------ RECORD EXTRACTS
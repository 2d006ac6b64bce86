//! Fixed-point scale selection and the 8-byte scale header.

/// Largest value a scaled Linear integer may take.
const LINEAR_INT_LIMIT: f64 = 0x7FFF_FFFF as f64;
/// Largest value a Slof code may take.
const SLOF_INT_LIMIT: f64 = 0xFFFF as f64;

pub const HEADER_LEN: usize = 8;

/// Writes `fixed_point` as a big-endian IEEE-754 double.
pub fn encode_fixed_point(fixed_point: f64, out: &mut Vec<u8>) {
    out.extend_from_slice(&fixed_point.to_be_bytes());
}

/// Reads the header written by [`encode_fixed_point`], if there are enough bytes.
pub fn decode_fixed_point(data: &[u8]) -> Option<f64> {
    let header: [u8; HEADER_LEN] = data.get(..HEADER_LEN)?.try_into().ok()?;
    Some(f64::from_be_bytes(header))
}

/// Largest scale for which every linear-prediction residual of `data`
/// still fits in a signed 32 bit integer.
///
/// ```
/// use chromextract::codecs::fixed_point::optimal_linear_fixed_point;
///
/// assert_eq!(optimal_linear_fixed_point(&[]), 0.0);
/// assert_eq!(optimal_linear_fixed_point(&[2.0]), (0x7FFF_FFFF as f64 / 2.0).floor());
/// ```
pub fn optimal_linear_fixed_point(data: &[f64]) -> f64 {
    match data {
        [] => 0.0,
        [only] => (LINEAR_INT_LIMIT / only).floor(),
        [first, second, ..] => {
            let max_double = data.windows(3).fold(first.max(*second), |acc, w| {
                let extrapolated = w[1] + (w[1] - w[0]);
                let diff = w[2] - extrapolated;
                acc.max((diff.abs() + 1.0).ceil())
            });
            (LINEAR_INT_LIMIT / max_double).floor()
        }
    }
}

/// Scale that keeps the Linear rounding error under `mass_accuracy`.
///
/// Returns `None` when that scale would overflow the 32 bit residuals,
/// i.e. the requested accuracy cannot be met for this array. Arrays with
/// fewer than three values store their values verbatim and report `0.0`.
pub fn optimal_linear_fixed_point_mass(data: &[f64], mass_accuracy: f64) -> Option<f64> {
    if data.len() < 3 {
        return Some(0.0);
    }
    let wanted = 0.5 / mass_accuracy;
    let overflow_limit = optimal_linear_fixed_point(data);
    if wanted > overflow_limit {
        None
    } else {
        Some(wanted)
    }
}

/// Scale mapping the largest `ln(v + 1)` of `data` onto the full 16 bit range.
pub fn optimal_slof_fixed_point(data: &[f64]) -> f64 {
    if data.is_empty() {
        return 0.0;
    }
    let max_double = data
        .iter()
        .map(|x| (x + 1.0).ln())
        .fold(1.0_f64, f64::max);
    (SLOF_INT_LIMIT / max_double).floor()
}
------------
§ **ASSIGNMENT**
Gather up the lines containing the word "first" from these records and copy them.

§ **SOLUTION TO THIS TASK**
        [first, second, ..] => {
            let max_double = data.windows(3).fold(first.max(*second), |acc, w| {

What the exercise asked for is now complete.